#### INSTRUCTIONS TO FOLLOW
Beginning with the line that holds "timeout in seconds" in the data below, give again every line through the one that holds "PostgreSQL storage (requires", exactly as written.

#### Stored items
○ ○ ○ ○ ○

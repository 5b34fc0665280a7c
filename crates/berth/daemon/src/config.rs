//! Daemon configuration
//!
//! Layered as built-in defaults, then an optional TOML file, then
//! `BERTH__`-prefixed environment variables (`BERTH__SERVER__LISTEN_ADDR`).

use std::collections::BTreeMap;
use std::net::SocketAddr;

use berth_control::{ProvisioningConfig, ReconcilerConfig};
use berth_pool::PoolConfig;
use berth_runtime::RuntimeTemplate;
use berth_types::{MemoryLimit, PlanSpec, PlanTable};
use serde::{Deserialize, Serialize};

use crate::error::{DaemonError, DaemonResult};

/// Top-level daemon configuration
#[derive(Debug, Clone, Serialize, Deserialize)]
#[serde(default)]
pub struct DaemonConfig {
    pub server: ServerConfig,
    pub storage: StorageConfig,
    pub runtime: RuntimeConfig,
    pub pool: PoolConfig,
    pub plans: Vec<PlanEntry>,
    pub template: TemplateConfig,
    pub provisioning: ProvisioningConfig,
    pub reconciler: ReconcilerConfig,
    pub scheduler: SchedulerConfig,
    pub logging: LoggingConfig,
}

impl Default for DaemonConfig {
    fn default() -> Self {
        let plans = PlanTable::default()
            .iter()
            .map(|(id, spec)| PlanEntry {
                id: id.as_str().to_string(),
                memory_limit: spec.memory_limit.as_str().to_string(),
                display_name: spec.display_name.clone(),
            })
            .collect();

        Self {
            server: ServerConfig::default(),
            storage: StorageConfig::default(),
            runtime: RuntimeConfig::default(),
            pool: PoolConfig::default(),
            plans,
            template: TemplateConfig::from(&RuntimeTemplate::default()),
            provisioning: ProvisioningConfig::default(),
            reconciler: ReconcilerConfig::default(),
            scheduler: SchedulerConfig::default(),
            logging: LoggingConfig::default(),
        }
    }
}

/// HTTP server settings
#[derive(Debug, Clone, Serialize, Deserialize)]
#[serde(default)]
pub struct ServerConfig {
    /// Listen address
    pub listen_addr: SocketAddr,

    /// Enable CORS
    pub enable_cors: bool,

    /// Request timeout in seconds
    pub request_timeout_secs: u64,
}

impl Default for ServerConfig {
    fn default() -> Self {
        Self {
            listen_addr: default_listen_addr(),
            enable_cors: true,
            request_timeout_secs: 90,
        }
    }
}

fn default_listen_addr() -> SocketAddr {
    SocketAddr::from(([127, 0, 0, 1], 8080))
}

/// Where fleet state lives
#[derive(Debug, Clone, Default, Serialize, Deserialize)]
#[serde(tag = "type", rename_all = "lowercase")]
pub enum StorageConfig {
    /// In-memory storage; state is lost on restart
    #[default]
    Memory,

    /// PostgreSQL storage (requires the `postgres` feature)
    Postgres {
        url: String,
        #[serde(default = "default_max_connections")]
        max_connections: u32,
        #[serde(default = "default_connect_timeout")]
        connect_timeout_secs: u64,
    },
}

fn default_max_connections() -> u32 {
    10
}

fn default_connect_timeout() -> u64 {
    30
}

/// Which container runtime backs the fleet
#[derive(Debug, Clone, Default, Serialize, Deserialize)]
#[serde(tag = "type", rename_all = "lowercase")]
pub enum RuntimeConfig {
    /// In-process runtime, for development and demos
    #[default]
    Simulated,

    /// Local Docker engine (requires the `docker` feature)
    Docker {
        #[serde(default = "default_docker_request_timeout")]
        request_timeout_secs: u64,
        #[serde(default = "default_docker_stop_timeout")]
        stop_timeout_secs: u64,
    },
}

fn default_docker_request_timeout() -> u64 {
    120
}

fn default_docker_stop_timeout() -> u64 {
    30
}

/// One purchasable plan. Kept as a list so plan ids keep their case
/// through the environment layer.
#[derive(Debug, Clone, PartialEq, Eq, Serialize, Deserialize)]
pub struct PlanEntry {
    pub id: String,
    pub memory_limit: String,
    #[serde(default)]
    pub display_name: Option<String>,
}

/// Container settings shared by every server. Env and labels are lists
/// so their keys survive the layered loader untouched.
#[derive(Debug, Clone, PartialEq, Eq, Serialize, Deserialize)]
#[serde(default)]
pub struct TemplateConfig {
    pub image: String,
    pub container_port: u16,
    pub env: Vec<KeyValue>,
    pub labels: Vec<KeyValue>,
}

impl Default for TemplateConfig {
    fn default() -> Self {
        Self::from(&RuntimeTemplate::default())
    }
}

/// A single `name = value` pair
#[derive(Debug, Clone, PartialEq, Eq, Serialize, Deserialize)]
pub struct KeyValue {
    pub name: String,
    pub value: String,
}

fn to_pairs(map: &BTreeMap<String, String>) -> Vec<KeyValue> {
    map.iter()
        .map(|(name, value)| KeyValue {
            name: name.clone(),
            value: value.clone(),
        })
        .collect()
}

fn to_map(pairs: &[KeyValue]) -> BTreeMap<String, String> {
    pairs
        .iter()
        .map(|kv| (kv.name.clone(), kv.value.clone()))
        .collect()
}

impl From<&RuntimeTemplate> for TemplateConfig {
    fn from(template: &RuntimeTemplate) -> Self {
        Self {
            image: template.image.clone(),
            container_port: template.container_port,
            env: to_pairs(&template.env),
            labels: to_pairs(&template.labels),
        }
    }
}

impl From<&TemplateConfig> for RuntimeTemplate {
    fn from(config: &TemplateConfig) -> Self {
        Self {
            image: config.image.clone(),
            container_port: config.container_port,
            env: to_map(&config.env),
            labels: to_map(&config.labels),
        }
    }
}

/// Background sweep intervals
#[derive(Debug, Clone, Serialize, Deserialize)]
#[serde(default)]
pub struct SchedulerConfig {
    /// Run the background sweeps at all
    pub enabled: bool,

    /// Interval between reconciliation sweeps
    pub reconcile_interval_secs: u64,

    /// Interval between expiry sweeps for unconfirmed allocations
    pub expiry_interval_secs: u64,
}

impl Default for SchedulerConfig {
    fn default() -> Self {
        Self {
            enabled: true,
            reconcile_interval_secs: 30,
            expiry_interval_secs: 60,
        }
    }
}

/// Logging configuration
#[derive(Debug, Clone, Serialize, Deserialize)]
#[serde(default)]
pub struct LoggingConfig {
    /// Log level
    pub level: String,

    /// Emit JSON lines
    pub json: bool,
}

impl Default for LoggingConfig {
    fn default() -> Self {
        Self {
            level: "info".to_string(),
            json: false,
        }
    }
}

impl DaemonConfig {
    /// Load configuration from file and environment
    pub fn load(path: Option<&str>) -> Result<Self, config::ConfigError> {
        let mut builder = config::Config::builder();

        builder = builder.add_source(config::Config::try_from(&DaemonConfig::default())?);

        if let Some(path) = path {
            builder = builder.add_source(config::File::with_name(path).required(false));
        }

        builder = builder.add_source(
            config::Environment::with_prefix("BERTH")
                .prefix_separator("__")
                .separator("__")
                .try_parsing(true),
        );

        builder.build()?.try_deserialize()
    }

    /// Check cross-section constraints the individual sections cannot.
    pub fn validate(&self) -> DaemonResult<()> {
        self.pool
            .validate()
            .map_err(|e| DaemonError::Config(e.to_string()))?;
        if self.scheduler.reconcile_interval_secs == 0 || self.scheduler.expiry_interval_secs == 0 {
            return Err(DaemonError::Config(
                "scheduler intervals must be at least one second".into(),
            ));
        }
        if self.template.image.trim().is_empty() || self.template.container_port == 0 {
            return Err(DaemonError::Config(
                "template needs an image and a container port".into(),
            ));
        }
        if self.reconciler.concurrency == 0 {
            return Err(DaemonError::Config(
                "reconciler concurrency must be at least 1".into(),
            ));
        }
        self.plan_table().map(|_| ())
    }

    /// Resolve the configured plans into a lookup table.
    pub fn plan_table(&self) -> DaemonResult<PlanTable> {
        if self.plans.is_empty() {
            return Err(DaemonError::Config("at least one plan is required".into()));
        }
        let mut table = PlanTable::empty();
        for entry in &self.plans {
            let memory_limit = MemoryLimit::parse(&entry.memory_limit)
                .map_err(|e| DaemonError::Config(format!("plan {}: {}", entry.id, e)))?;
            table = table.with_plan(
                entry.id.clone(),
                PlanSpec {
                    memory_limit,
                    display_name: entry.display_name.clone(),
                },
            );
        }
        Ok(table)
    }

    /// Reconciler settings with the orphan-sweep prefix taken from the pool,
    /// so the two can never disagree.
    pub fn reconciler_config(&self) -> ReconcilerConfig {
        ReconcilerConfig {
            name_prefix: self.pool.name_prefix.clone(),
            ..self.reconciler.clone()
        }
    }
}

○ ○ ○ ○ ○

#### ANSWER BELOW
    /// Request timeout in seconds
    pub request_timeout_secs: u64,
}

impl Default for ServerConfig {
    fn default() -> Self {
        Self {
            listen_addr: default_listen_addr(),
            enable_cors: true,
            request_timeout_secs: 90,
        }
    }
}

fn default_listen_addr() -> SocketAddr {
    SocketAddr::from(([127, 0, 0, 1], 8080))
}

/// Where fleet state lives
#[derive(Debug, Clone, Default, Serialize, Deserialize)]
#[serde(tag = "type", rename_all = "lowercase")]
pub enum StorageConfig {
    /// In-memory storage; state is lost on restart
    #[default]
    Memory,

    /// PostgreSQL storage (requires the `postgres` feature)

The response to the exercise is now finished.